> _WORKING DATA_:
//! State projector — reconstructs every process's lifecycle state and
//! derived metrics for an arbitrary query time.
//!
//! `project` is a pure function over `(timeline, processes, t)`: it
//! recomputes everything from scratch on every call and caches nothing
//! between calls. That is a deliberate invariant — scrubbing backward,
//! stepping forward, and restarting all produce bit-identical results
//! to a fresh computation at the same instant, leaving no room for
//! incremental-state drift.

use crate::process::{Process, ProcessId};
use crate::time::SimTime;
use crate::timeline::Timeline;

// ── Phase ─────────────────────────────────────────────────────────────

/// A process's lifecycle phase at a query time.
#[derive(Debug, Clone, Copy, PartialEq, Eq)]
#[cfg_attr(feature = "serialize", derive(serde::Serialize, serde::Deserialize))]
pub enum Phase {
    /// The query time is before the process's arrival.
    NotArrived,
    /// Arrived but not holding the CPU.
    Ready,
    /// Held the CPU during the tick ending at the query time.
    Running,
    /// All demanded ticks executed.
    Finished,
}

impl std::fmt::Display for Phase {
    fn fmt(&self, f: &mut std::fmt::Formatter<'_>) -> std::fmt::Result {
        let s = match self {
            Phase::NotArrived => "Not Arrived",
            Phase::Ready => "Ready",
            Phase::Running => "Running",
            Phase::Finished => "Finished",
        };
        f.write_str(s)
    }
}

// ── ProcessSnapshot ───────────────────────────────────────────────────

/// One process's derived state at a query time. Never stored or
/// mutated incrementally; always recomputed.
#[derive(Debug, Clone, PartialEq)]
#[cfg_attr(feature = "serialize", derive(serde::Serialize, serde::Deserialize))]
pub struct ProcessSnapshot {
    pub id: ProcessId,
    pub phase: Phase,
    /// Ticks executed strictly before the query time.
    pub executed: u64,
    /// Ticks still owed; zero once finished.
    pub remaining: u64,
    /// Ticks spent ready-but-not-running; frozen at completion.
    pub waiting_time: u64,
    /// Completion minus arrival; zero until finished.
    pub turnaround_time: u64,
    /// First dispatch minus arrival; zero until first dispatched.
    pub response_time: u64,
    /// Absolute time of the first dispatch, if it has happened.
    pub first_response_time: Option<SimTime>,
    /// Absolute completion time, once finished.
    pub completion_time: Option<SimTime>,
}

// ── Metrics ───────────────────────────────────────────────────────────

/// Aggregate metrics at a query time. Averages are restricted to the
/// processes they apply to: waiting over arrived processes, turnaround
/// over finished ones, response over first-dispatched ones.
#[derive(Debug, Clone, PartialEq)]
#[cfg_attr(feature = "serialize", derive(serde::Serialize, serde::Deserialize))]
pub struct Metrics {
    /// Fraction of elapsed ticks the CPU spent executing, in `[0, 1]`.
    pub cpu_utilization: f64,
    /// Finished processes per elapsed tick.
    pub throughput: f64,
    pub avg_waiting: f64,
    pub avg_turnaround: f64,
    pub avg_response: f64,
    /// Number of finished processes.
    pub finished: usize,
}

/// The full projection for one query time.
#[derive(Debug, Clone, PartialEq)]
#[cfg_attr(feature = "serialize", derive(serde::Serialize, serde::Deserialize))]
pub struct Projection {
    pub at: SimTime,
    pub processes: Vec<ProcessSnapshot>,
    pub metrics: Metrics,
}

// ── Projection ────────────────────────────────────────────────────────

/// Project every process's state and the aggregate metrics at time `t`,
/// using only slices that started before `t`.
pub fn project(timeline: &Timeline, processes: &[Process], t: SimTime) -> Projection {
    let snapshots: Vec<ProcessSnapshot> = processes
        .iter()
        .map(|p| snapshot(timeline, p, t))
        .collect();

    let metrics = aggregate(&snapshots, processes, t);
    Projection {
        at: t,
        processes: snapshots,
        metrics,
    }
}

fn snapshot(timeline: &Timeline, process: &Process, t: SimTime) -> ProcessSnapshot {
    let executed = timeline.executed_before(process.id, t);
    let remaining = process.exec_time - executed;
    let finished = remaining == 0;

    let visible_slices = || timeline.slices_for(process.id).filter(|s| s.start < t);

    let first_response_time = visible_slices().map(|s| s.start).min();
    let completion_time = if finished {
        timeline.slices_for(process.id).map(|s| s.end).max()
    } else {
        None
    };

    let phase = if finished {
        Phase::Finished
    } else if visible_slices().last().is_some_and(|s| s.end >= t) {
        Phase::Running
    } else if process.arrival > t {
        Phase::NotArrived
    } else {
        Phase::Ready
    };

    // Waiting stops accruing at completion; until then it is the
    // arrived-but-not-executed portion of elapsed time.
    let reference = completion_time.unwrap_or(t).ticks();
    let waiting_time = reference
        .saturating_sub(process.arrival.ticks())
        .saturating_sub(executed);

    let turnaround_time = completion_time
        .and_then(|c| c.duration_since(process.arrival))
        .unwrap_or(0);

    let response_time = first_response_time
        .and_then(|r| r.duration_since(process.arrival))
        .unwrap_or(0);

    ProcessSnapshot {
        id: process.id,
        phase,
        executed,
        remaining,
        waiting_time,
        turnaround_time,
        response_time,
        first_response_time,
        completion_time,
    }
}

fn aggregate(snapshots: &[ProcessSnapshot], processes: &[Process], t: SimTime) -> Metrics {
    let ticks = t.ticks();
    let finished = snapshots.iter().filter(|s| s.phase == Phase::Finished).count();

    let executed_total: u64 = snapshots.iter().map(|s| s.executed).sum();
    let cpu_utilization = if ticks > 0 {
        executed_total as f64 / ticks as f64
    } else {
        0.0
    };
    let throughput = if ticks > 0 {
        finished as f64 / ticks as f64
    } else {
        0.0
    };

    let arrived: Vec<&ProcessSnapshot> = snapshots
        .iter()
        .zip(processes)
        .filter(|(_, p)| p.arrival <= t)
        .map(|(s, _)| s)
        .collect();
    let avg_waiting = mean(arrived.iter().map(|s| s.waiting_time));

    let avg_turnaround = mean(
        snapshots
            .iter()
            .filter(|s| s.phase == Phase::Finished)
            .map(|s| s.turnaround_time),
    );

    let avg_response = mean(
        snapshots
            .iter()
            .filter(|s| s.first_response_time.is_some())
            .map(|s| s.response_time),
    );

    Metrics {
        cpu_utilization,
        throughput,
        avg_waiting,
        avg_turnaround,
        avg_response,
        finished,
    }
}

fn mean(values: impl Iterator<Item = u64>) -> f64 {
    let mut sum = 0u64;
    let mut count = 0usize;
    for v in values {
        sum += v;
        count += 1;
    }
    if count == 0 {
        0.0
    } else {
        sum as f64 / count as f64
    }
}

> _WORK TO COMPLETE_:
Using the material above, quote the first line and each line after it, stopping at and including the line that holds "phase at a query time.".

> _WORKED SOLUTION_:
//! State projector — reconstructs every process's lifecycle state and
//! derived metrics for an arbitrary query time.
//!
//! `project` is a pure function over `(timeline, processes, t)`: it
//! recomputes everything from scratch on every call and caches nothing
//! between calls. That is a deliberate invariant — scrubbing backward,
//! stepping forward, and restarting all produce bit-identical results
//! to a fresh computation at the same instant, leaving no room for
//! incremental-state drift.

use crate::process::{Process, ProcessId};
use crate::time::SimTime;
use crate::timeline::Timeline;

// ── Phase ─────────────────────────────────────────────────────────────

/// A process's lifecycle phase at a query time.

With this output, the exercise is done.